Latest update January 21st, 2025 5:15 AM
Nov 12, 2013 News
…It’s better to be safe than sorry
Chief Executive Officer of Guyana’s lone Cancer Institute, George Nella is calling on local doctors to refer cancer patients to the entity as soon as possible instead of first trying their method(s) of treatment.
Nella made this call during a recent interview with this newspaper at the Cancer Institute of Guyana, located in the Georgetown Public Hospital Corporation (GPHC)’s compound.
Cancer is a class of diseases characterized by out-of-control cell growth. There are more than 100 different types of cancer. Each is classified by the type of cell that is initially affected.
Cancer harms the body when damaged cells divide uncontrollably, to form lumps, or masses of tissues called tumors.
In Guyana, the most common types of cancer are cervical breast, leukemia, prostate and colorectal.
The Cancer Institute’s CEO is imploring that doctors (if they are not cancer specialists) refer all suspected cancer patients to the entity to get treated by qualified personnel.
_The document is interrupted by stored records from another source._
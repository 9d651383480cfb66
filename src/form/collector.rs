use serde::ser::{SerializeMap, SerializeSeq};
use serde::{Serialize, Serializer};

use super::element::{FieldKind, FileHandle, FormControl, FormElement};

#[derive(Clone, Debug, Eq, PartialEq)]
pub enum FieldValue {
    Text(String),
    Bool(bool),
    /// Most recently selected first.
    Files(Vec<FileHandle>),
}

impl FieldValue {
    pub fn as_text(&self) -> Option<&str> {
        match self {
            FieldValue::Text(value) => Some(value),
            _ => None,
        }
    }

    pub fn as_bool(&self) -> Option<bool> {
        match self {
            FieldValue::Bool(value) => Some(*value),
            _ => None,
        }
    }

    /// Truthiness used when a value is written into a checkbox.
    pub fn is_truthy(&self) -> bool {
        match self {
            FieldValue::Text(value) => !value.is_empty(),
            FieldValue::Bool(value) => *value,
            FieldValue::Files(files) => !files.is_empty(),
        }
    }

    pub(crate) fn query_values(&self) -> Vec<String> {
        match self {
            FieldValue::Text(value) => vec![value.clone()],
            FieldValue::Bool(value) => vec![value.to_string()],
            FieldValue::Files(files) => files.iter().map(|file| file.name.clone()).collect(),
        }
    }
}

impl From<&str> for FieldValue {
    fn from(value: &str) -> Self {
        FieldValue::Text(value.to_string())
    }
}

impl From<String> for FieldValue {
    fn from(value: String) -> Self {
        FieldValue::Text(value)
    }
}

impl From<bool> for FieldValue {
    fn from(value: bool) -> Self {
        FieldValue::Bool(value)
    }
}

impl Serialize for FieldValue {
    fn serialize<S: Serializer>(&self, serializer: S) -> Result<S::Ok, S::Error> {
        match self {
            FieldValue::Text(value) => serializer.serialize_str(value),
            FieldValue::Bool(value) => serializer.serialize_bool(*value),
            FieldValue::Files(files) => {
                let mut seq = serializer.serialize_seq(Some(files.len()))?;
                for file in files {
                    seq.serialize_element(&file.name)?;
                }
                seq.end()
            }
        }
    }
}

/// Snapshot of the form's values, keyed by field name in control order.
#[derive(Clone, Debug, Default, Eq, PartialEq)]
pub struct FormData {
    entries: Vec<(String, FieldValue)>,
}

impl FormData {
    pub fn new() -> Self {
        Self::default()
    }

    /// Inserts or replaces `name`. A replaced entry keeps its original position.
    pub fn insert(&mut self, name: impl Into<String>, value: FieldValue) {
        let name = name.into();
        match self.entries.iter_mut().find(|(key, _)| *key == name) {
            Some((_, slot)) => *slot = value,
            None => self.entries.push((name, value)),
        }
    }

    pub fn get(&self, name: &str) -> Option<&FieldValue> {
        self.entries
            .iter()
            .find_map(|(key, value)| (key == name).then_some(value))
    }

    pub fn contains(&self, name: &str) -> bool {
        self.get(name).is_some()
    }

    pub fn names(&self) -> impl Iterator<Item = &str> {
        self.entries.iter().map(|(key, _)| key.as_str())
    }

    pub fn iter(&self) -> impl Iterator<Item = (&str, &FieldValue)> {
        self.entries.iter().map(|(key, value)| (key.as_str(), value))
    }

    pub fn len(&self) -> usize {
        self.entries.len()
    }

    pub fn is_empty(&self) -> bool {
        self.entries.is_empty()
    }

    /// Flattened `(name, value)` pairs for query strings and URL-encoded bodies.
    pub fn query_pairs(&self) -> Vec<(String, String)> {
        self.entries
            .iter()
            .flat_map(|(key, value)| {
                value
                    .query_values()
                    .into_iter()
                    .map(move |rendered| (key.clone(), rendered))
            })
            .collect()
    }

    pub fn to_query_string(&self) -> String {
        url::form_urlencoded::Serializer::new(String::new())
            .extend_pairs(self.query_pairs())
            .finish()
    }
}

impl Serialize for FormData {
    fn serialize<S: Serializer>(&self, serializer: S) -> Result<S::Ok, S::Error> {
        let mut map = serializer.serialize_map(Some(self.entries.len()))?;
        for (key, value) in &self.entries {
            map.serialize_entry(key, value)?;
        }
        map.end()
    }
}

/// Current value of a single control, by kind.
pub fn control_value(control: &dyn FormControl) -> FieldValue {
    match control.kind() {
        FieldKind::Checkbox => FieldValue::Bool(control.checked()),
        FieldKind::File => FieldValue::Files(recent_first(control.files())),
        FieldKind::Text | FieldKind::Other => FieldValue::Text(control.value()),
    }
}

pub(crate) fn recent_first(mut files: Vec<FileHandle>) -> Vec<FileHandle> {
    files.reverse();
    files
}

/// Snapshots every named control of `form`.
///
/// Entries whose key differs from the control's own name are skipped. Controls sharing a
/// name are not aggregated: the last one wins.
pub fn collect(form: &dyn FormElement) -> FormData {
    let mut data = FormData::new();
    for (key, control) in form.entries() {
        if key != control.name() {
            continue;
        }
        data.insert(key, control_value(control.as_ref()));
    }
    data
}

#[cfg(test)]
mod tests {
    use super::*;
    use crate::form::memory::{InMemoryControl, InMemoryForm};

    fn signup_form() -> InMemoryForm {
        let avatar = InMemoryControl::file("avatar");
        avatar.select_files(vec![FileHandle::new("a.png", 10), FileHandle::new("b.png", 20)]);
        InMemoryForm::new("signup")
            .with_control(InMemoryControl::text("username", "joe"))
            .with_control(InMemoryControl::checkbox("agree", true))
            .with_control(avatar)
            .with_control(InMemoryControl::other("", "unnamed button"))
    }

    #[test]
    fn collects_values_per_field_kind() {
        let data = collect(&signup_form());

        assert_eq!(data.get("username"), Some(&FieldValue::Text("joe".into())));
        assert_eq!(data.get("agree"), Some(&FieldValue::Bool(true)));
        let files = match data.get("avatar") {
            Some(FieldValue::Files(files)) => files.clone(),
            other => panic!("expected file list, got {other:?}"),
        };
        assert_eq!(files[0].name, "b.png");
        assert_eq!(files[1].name, "a.png");
        assert_eq!(data.len(), 3);
    }

    #[test]
    fn skips_entries_whose_key_differs_from_control_name() {
        let form = signup_form();
        form.insert_alias("alias", InMemoryControl::text("real_name", "x"));

        let data = collect(&form);
        assert!(!data.contains("alias"));
        assert!(!data.contains("real_name"));
    }

    #[test]
    fn last_control_with_same_name_wins() {
        let form = InMemoryForm::new("prefs")
            .with_control(InMemoryControl::text("color", "red"))
            .with_control(InMemoryControl::text("size", "m"))
            .with_control(InMemoryControl::text("color", "blue"));

        let data = collect(&form);
        assert_eq!(data.get("color").and_then(FieldValue::as_text), Some("blue"));
        assert_eq!(data.names().collect::<Vec<_>>(), vec!["color", "size"]);
    }

    #[test]
    fn serializes_in_control_order() {
        let json = serde_json::to_string(&collect(&signup_form())).expect("serialize form data");
        assert_eq!(
            json,
            r#"{"username":"joe","agree":true,"avatar":["b.png","a.png"]}"#
        );
    }

    #[test]
    fn query_string_encodes_every_value() {
        let mut data = FormData::new();
        data.insert("q", "rust & go".into());
        data.insert("safe", true.into());
        assert_eq!(data.to_query_string(), "q=rust+%26+go&safe=true");
    }
}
He said a large number of patients visit the institute for treatment when their illness is at the last stage, at which point nothing much can be done to save their lives.
“Some come when it is at the last stage, the survival level is less and the treatment is also less. Those patients suffer the most while the patients who come at an early stage are doing well,” the CEO stressed.
There are concerns that some private doctors have been misdiagnosing and treating cancer patients for other illnesses.
This newspaper recently met with a mother of three, Hemwattie Kanhai from Corentyne Berbice. She was diagnosed with stage two breast cancer and is currently undergoing chemotherapy treatment at GPHC.
The woman explained that sometime last year she started to experience severe pain in her left breast.
She visited numerous private doctors but was only given pain killers. No one advised her that there was a possibility that she might have had breast cancer.
It was only after the intervention of a friend that she visited the Cancer Institute and was told that she has stage two breast cancer.
Meanwhile, Nella stressed that he has raised the issue of patients seeking cancer treatment too late with the Ministry of Health and is hoping that some form of awareness can be raised across the country.
The Cancer Institute of Guyana is a private entity which came into existence in 2006 to detect and treat cancer via a collaborative effort with the Government of Guyana.